// Copyright 2025 the Understory Authors
// SPDX-License-Identifier: Apache-2.0 OR MIT

//! Linear primitives: rays, infinite lines and finite segments.

use kurbo::{Point, Vec2};

use crate::tolerance::{EPSILON, approx_eq, normalized};

/// A half-line starting at `origin` and extending along a unit `direction`.
///
/// The direction is normalized on construction. A zero direction is kept as
/// zero; such a ray is [degenerate](Self::is_degenerate) and hits nothing.
#[derive(Copy, Clone, Debug, PartialEq)]
pub struct Ray {
    origin: Point,
    direction: Vec2,
}

impl Ray {
    /// Create a ray, normalizing `direction`.
    pub fn new(origin: impl Into<Point>, direction: impl Into<Vec2>) -> Self {
        Self {
            origin: origin.into(),
            direction: normalized(direction.into()),
        }
    }

    /// Create a ray from `origin` towards `target`.
    pub fn towards(origin: impl Into<Point>, target: impl Into<Point>) -> Self {
        let origin = origin.into();
        Self::new(origin, target.into() - origin)
    }

    /// Start point.
    #[inline]
    pub fn origin(&self) -> Point {
        self.origin
    }

    /// Unit direction (zero for a degenerate ray).
    #[inline]
    pub fn direction(&self) -> Vec2 {
        self.direction
    }

    /// Whether the direction is zero.
    #[inline]
    pub fn is_degenerate(&self) -> bool {
        self.direction == Vec2::ZERO
    }

    /// Point at distance `t` along the ray.
    #[inline]
    pub fn at(&self, t: f64) -> Point {
        self.origin + self.direction * t
    }

    /// Signed distance of the projection of `p` onto the ray, measured from the origin.
    ///
    /// Negative values lie behind the origin.
    #[inline]
    pub fn parameter_of(&self, p: Point) -> f64 {
        (p - self.origin).dot(self.direction)
    }

    /// Whether `p` lies on the ray (within tolerance).
    pub fn contains_point(&self, p: Point) -> bool {
        let offset = p - self.origin;
        if self.is_degenerate() {
            return approx_eq(offset.hypot(), 0.0);
        }
        approx_eq(self.direction.cross(offset), 0.0) && self.parameter_of(p) >= -EPSILON
    }
}

/// An infinite line through two distinct points.
#[derive(Copy, Clone, Debug, PartialEq)]
pub struct Line {
    /// First point on the line.
    pub p0: Point,
    /// Second point on the line.
    pub p1: Point,
}

impl Line {
    /// Create a line through `p0` and `p1`.
    pub fn new(p0: impl Into<Point>, p1: impl Into<Point>) -> Self {
        Self {
            p0: p0.into(),
            p1: p1.into(),
        }
    }

    /// Unit direction from `p0` towards `p1`.
    #[inline]
    pub fn direction(&self) -> Vec2 {
        normalized(self.p1 - self.p0)
    }

    /// Perpendicular distance from `p` to the line.
    pub fn distance_to(&self, p: Point) -> f64 {
        let dir = self.direction();
        if dir == Vec2::ZERO {
            return (p - self.p0).hypot();
        }
        dir.cross(p - self.p0).abs()
    }

    /// Whether `p` lies on the line (within tolerance).
    pub fn contains_point(&self, p: Point) -> bool {
        approx_eq(self.distance_to(p), 0.0)
    }
}

/// A finite segment between two endpoints.
#[derive(Copy, Clone, Debug, PartialEq)]
pub struct Segment {
    /// Start point.
    pub p0: Point,
    /// End point.
    pub p1: Point,
}

impl Segment {
    /// Create a segment from `p0` to `p1`.
    pub fn new(p0: impl Into<Point>, p1: impl Into<Point>) -> Self {
        Self {
            p0: p0.into(),
            p1: p1.into(),
        }
    }

    /// Euclidean length.
    #[inline]
    pub fn length(&self) -> f64 {
        (self.p1 - self.p0).hypot()
    }

    /// Unit direction from `p0` towards `p1`, zero if the endpoints coincide.
    #[inline]
    pub fn direction(&self) -> Vec2 {
        normalized(self.p1 - self.p0)
    }

    /// Midpoint.
    #[inline]
    pub fn midpoint(&self) -> Point {
        self.p0.midpoint(self.p1)
    }

    /// Closest point on the segment to `p`.
    pub fn closest_point(&self, p: Point) -> Point {
        let d = self.p1 - self.p0;
        let len2 = d.hypot2();
        if len2 == 0.0 {
            return self.p0;
        }
        let t = ((p - self.p0).dot(d) / len2).clamp(0.0, 1.0);
        self.p0 + d * t
    }

    /// Distance from `p` to the closest point on the segment.
    pub fn distance_to(&self, p: Point) -> f64 {
        (p - self.closest_point(p)).hypot()
    }

    /// Whether `p` lies on the segment (within tolerance).
    pub fn contains_point(&self, p: Point) -> bool {
        approx_eq(self.distance_to(p), 0.0)
    }
}

#[cfg(test)]
mod tests {
    use super::*;
    use approx::assert_relative_eq;

    #[test]
    fn ray_direction_is_normalized() {
        let r = Ray::new((1.0, 1.0), (3.0, 4.0));
        assert_relative_eq!(r.direction().hypot(), 1.0, epsilon = 1e-12);
        assert_relative_eq!(r.at(5.0).x, 4.0, epsilon = 1e-12);
        assert_relative_eq!(r.at(5.0).y, 5.0, epsilon = 1e-12);
    }

    #[test]
    fn ray_parameter_is_signed() {
        let r = Ray::new((0.0, 0.0), (1.0, 0.0));
        assert_relative_eq!(r.parameter_of(Point::new(3.0, 7.0)), 3.0, epsilon = 1e-12);
        assert_relative_eq!(r.parameter_of(Point::new(-2.0, 1.0)), -2.0, epsilon = 1e-12);
        assert!(r.contains_point(Point::new(2.0, 0.0)));
        assert!(!r.contains_point(Point::new(-2.0, 0.0)));
    }

    #[test]
    fn zero_direction_is_degenerate() {
        let r = Ray::new((0.0, 0.0), (0.0, 0.0));
        assert!(r.is_degenerate());
        assert!(r.contains_point(Point::ZERO));
    }

    #[test]
    fn segment_closest_point_clamps() {
        let s = Segment::new((0.0, 0.0), (2.0, 0.0));
        assert_eq!(s.closest_point(Point::new(-1.0, 1.0)), Point::new(0.0, 0.0));
        assert_eq!(s.closest_point(Point::new(1.0, 1.0)), Point::new(1.0, 0.0));
        assert!(s.contains_point(Point::new(1.5, 0.0)));
        assert!(!s.contains_point(Point::new(2.5, 0.0)));
    }

    #[test]
    fn line_distance() {
        let l = Line::new((0.0, 0.0), (1.0, 1.0));
        assert_relative_eq!(l.distance_to(Point::new(1.0, 0.0)), core::f64::consts::FRAC_1_SQRT_2, epsilon = 1e-12);
        assert!(l.contains_point(Point::new(-5.0, -5.0)));
    }
}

○ ○ ○ ○ ○ ○ ○

▸ What needs to be done
Check each line of the records for the string "return" and copy those that have it.

▸ Your solution
            return approx_eq(offset.hypot(), 0.0);
            return (p - self.p0).hypot();
            return self.p0;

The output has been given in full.